• [Task directions]:
Output exactly the lines below, starting with the line that has "pub fn take_pending(&self)" and going on through the line that has "impl FrameScheduler for", both included, and no other lines.

[Dataset items]
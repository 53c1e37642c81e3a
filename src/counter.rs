//! Animated counters ("Solo 15 lotes disponibles").
//!
//! A counter ramps from 0 to its target once, the first time it scrolls into
//! view. The ramp itself is a pure state machine driven by frame timestamps:
//!
//! - `Idle`: shows 0 until the first visibility trigger
//! - `Running`: shows `floor(target * elapsed / duration)`
//! - `Done`: shows exactly `target`, forever
//!
//! Two drivers are provided: `CounterDriver` for hosts with a frame callback
//! (request/cancel per frame), and `spawn_ramp` for a tokio task publishing
//! values on a watch channel. Both stop touching the counter once their
//! owner is dropped.

use crate::notify::Subscription;
use crate::visual::VisibilityObserver;
use std::cell::RefCell;
use std::rc::Rc;
use std::time::Duration;
use tokio::sync::watch;
use tokio::task::JoinHandle;
use tracing::debug;

/// Ramp length used by the landing page counters.
pub const DEFAULT_DURATION: Duration = Duration::from_secs(2);

#[derive(Debug, Clone, Copy, PartialEq, Eq)]
pub enum CounterPhase {
    Idle,
    Running { started_at: Duration },
    Done,
}

#[derive(Debug, Clone)]
pub struct AnimatedCounter {
    target: u32,
    duration: Duration,
    suffix: String,
    value: u32,
    phase: CounterPhase,
}

impl AnimatedCounter {
    pub fn new(target: u32, duration: Duration) -> Self {
        Self {
            target,
            duration,
            suffix: String::new(),
            value: 0,
            phase: CounterPhase::Idle,
        }
    }

    /// Text appended after the number, e.g. `"+"` or `"%"`.
    pub fn with_suffix(mut self, suffix: impl Into<String>) -> Self {
        self.suffix = suffix.into();
        self
    }

    /// Start the ramp at time `now`. Only the first call has any effect.
    pub fn trigger(&mut self, now: Duration) -> bool {
        if self.phase != CounterPhase::Idle {
            return false;
        }
        self.phase = CounterPhase::Running { started_at: now };
        true
    }

    /// Visibility change from the host element's observer.
    pub fn on_visibility(&mut self, intersecting: bool, now: Duration) -> bool {
        intersecting && self.trigger(now)
    }

    /// Advance to frame time `now` and return the value to display.
    pub fn tick(&mut self, now: Duration) -> u32 {
        let CounterPhase::Running { started_at } = self.phase else {
            return self.value;
        };

        let fraction = if self.target == 0 || self.duration.is_zero() {
            1.0
        } else {
            let elapsed = now.saturating_sub(started_at);
            (elapsed.as_secs_f64() / self.duration.as_secs_f64()).min(1.0)
        };

        if fraction >= 1.0 {
            self.value = self.target;
            self.phase = CounterPhase::Done;
        } else {
            self.value = (self.target as f64 * fraction).floor() as u32;
        }
        self.value
    }

    pub fn value(&self) -> u32 {
        self.value
    }

    pub fn target(&self) -> u32 {
        self.target
    }

    pub fn phase(&self) -> CounterPhase {
        self.phase
    }

    pub fn is_running(&self) -> bool {
        matches!(self.phase, CounterPhase::Running { .. })
    }

    pub fn is_done(&self) -> bool {
        self.phase == CounterPhase::Done
    }

    pub fn display(&self) -> String {
        format!("{}{}", self.value, self.suffix)
    }
}

// ==================== Frame-driven driver ====================

#[derive(Debug, Clone, Copy, PartialEq, Eq, Hash)]
pub struct FrameHandle(pub u64);

/// Host frame callbacks (`requestAnimationFrame` and friends).
pub trait FrameScheduler {
    fn request_frame(&mut self) -> FrameHandle;
    fn cancel_frame(&mut self, handle: FrameHandle);
}

#[derive(Debug, Default)]
struct ManualFramesState {
    next: u64,
    pending: Vec<FrameHandle>,
    cancelled: Vec<FrameHandle>,
}

/// Scheduler whose frames are delivered by hand: the host loop (or a test)
/// takes the pending handles and calls `CounterDriver::on_frame` with them.
/// Clones share the same queue.
#[derive(Debug, Clone, Default)]
pub struct ManualFrames {
    state: Rc<RefCell<ManualFramesState>>,
}

impl ManualFrames {
    pub fn new() -> Self {
        Self::default()
    }

    /// Frames requested and not yet delivered or cancelled.
    pub fn take_pending(&self) -> Vec<FrameHandle> {
        std::mem::take(&mut self.state.borrow_mut().pending)
    }

    pub fn pending_count(&self) -> usize {
        self.state.borrow().pending.len()
    }

    pub fn cancelled(&self) -> Vec<FrameHandle> {
        self.state.borrow().cancelled.clone()
    }
}

impl FrameScheduler for ManualFrames {
    fn request_frame(&mut self) -> FrameHandle {
        let mut state = self.state.borrow_mut();
        let handle = FrameHandle(state.next);
        state.next += 1;
        state.pending.push(handle);
        handle
    }

    fn cancel_frame(&mut self, handle: FrameHandle) {
        let mut state = self.state.borrow_mut();
        state.pending.retain(|pending| *pending != handle);
        state.cancelled.push(handle);
    }
}

/// Owns a counter and keeps exactly one frame in flight while it runs.
///
/// Dropping the driver (the counter's element unmounting) cancels the
/// outstanding frame, so no tick lands after teardown.
pub struct CounterDriver<S: FrameScheduler> {
    counter: AnimatedCounter,
    scheduler: S,
    pending: Option<FrameHandle>,
}

impl<S: FrameScheduler> CounterDriver<S> {
    pub fn new(counter: AnimatedCounter, scheduler: S) -> Self {
        Self {
            counter,
            scheduler,
            pending: None,
        }
    }

    pub fn counter(&self) -> &AnimatedCounter {
        &self.counter
    }

    pub fn on_visibility(&mut self, intersecting: bool, now: Duration) {
        if self.counter.on_visibility(intersecting, now) {
            debug!("Counter to {} triggered", self.counter.target());
            self.pending = Some(self.scheduler.request_frame());
        }
    }

    /// Deliver a frame. Frames other than the one in flight are ignored.
    pub fn on_frame(&mut self, handle: FrameHandle, now: Duration) -> u32 {
        if self.pending != Some(handle) {
            return self.counter.value();
        }
        self.pending = None;

        let value = self.counter.tick(now);
        if !self.counter.is_done() {
            self.pending = Some(self.scheduler.request_frame());
        }
        value
    }

    /// Wire the driver to an element's visibility. `clock` supplies the
    /// host's frame timestamp when the trigger fires.
    pub fn watch<C>(
        driver: &Rc<RefCell<Self>>,
        observer: &dyn VisibilityObserver,
        clock: C,
    ) -> Subscription
    where
        S: 'static,
        C: Fn() -> Duration + 'static,
    {
        let weak = Rc::downgrade(driver);
        observer.observe(Box::new(move |intersecting: &bool| {
            if let Some(driver) = weak.upgrade() {
                driver.borrow_mut().on_visibility(*intersecting, clock());
            }
        }))
    }
}

impl<S: FrameScheduler> Drop for CounterDriver<S> {
    fn drop(&mut self) {
        if let Some(handle) = self.pending.take() {
            self.scheduler.cancel_frame(handle);
        }
    }
}

// ==================== Tokio driver ====================

/// A counter ramp running on the tokio runtime.
///
/// Dropping the handle aborts the task.
pub struct RampHandle {
    target: u32,
    values: watch::Receiver<u32>,
    task: JoinHandle<()>,
}

/// Start a ramp immediately, ticking every `frame_interval`.
pub fn spawn_ramp(target: u32, duration: Duration, frame_interval: Duration) -> RampHandle {
    let (tx, rx) = watch::channel(0);

    let task = tokio::spawn(async move {
        let started = tokio::time::Instant::now();
        let mut counter = AnimatedCounter::new(target, duration);
        counter.trigger(Duration::ZERO);

        let mut frames = tokio::time::interval(frame_interval);
        loop {
            frames.tick().await;
            let value = counter.tick(started.elapsed());
            if tx.send(value).is_err() || counter.is_done() {
                break;
            }
        }
    });

    RampHandle {
        target,
        values: rx,
        task,
    }
}

impl RampHandle {
    pub fn current(&self) -> u32 {
        *self.values.borrow()
    }

    /// A receiver for views that render every published value.
    pub fn subscribe(&self) -> watch::Receiver<u32> {
        self.values.clone()
    }

    /// Wait until the ramp reaches its target. Returns the last value seen
    /// if the task stopped early.
    pub async fn finished(&mut self) -> u32 {
        let target = self.target;
        if let Ok(value) = self.values.wait_for(|value| *value == target).await {
            return *value;
        }
        *self.values.borrow()
    }

    pub fn is_finished(&self) -> bool {
        self.task.is_finished()
    }
}

impl Drop for RampHandle {
    fn drop(&mut self) {
        self.task.abort();
    }
}
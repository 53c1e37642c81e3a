//! Postales del Viñedo landing page core.
//!
//! The page itself is static markup; this crate holds the parts with actual
//! behaviour: the scroll-driven visual state, the animated counters, the
//! bilingual copy, and the lead relay behind the contact form.

pub mod config;
pub mod counter;
pub mod error;
pub mod i18n;
pub mod lead;
pub mod notify;
pub mod server;
pub mod visual;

• [Answer to the exercise]:
    pub fn take_pending(&self) -> Vec<FrameHandle> {
        std::mem::take(&mut self.state.borrow_mut().pending)
    }

    pub fn pending_count(&self) -> usize {
        self.state.borrow().pending.len()
    }

    pub fn cancelled(&self) -> Vec<FrameHandle> {
        self.state.borrow().cancelled.clone()
    }
}

impl FrameScheduler for ManualFrames {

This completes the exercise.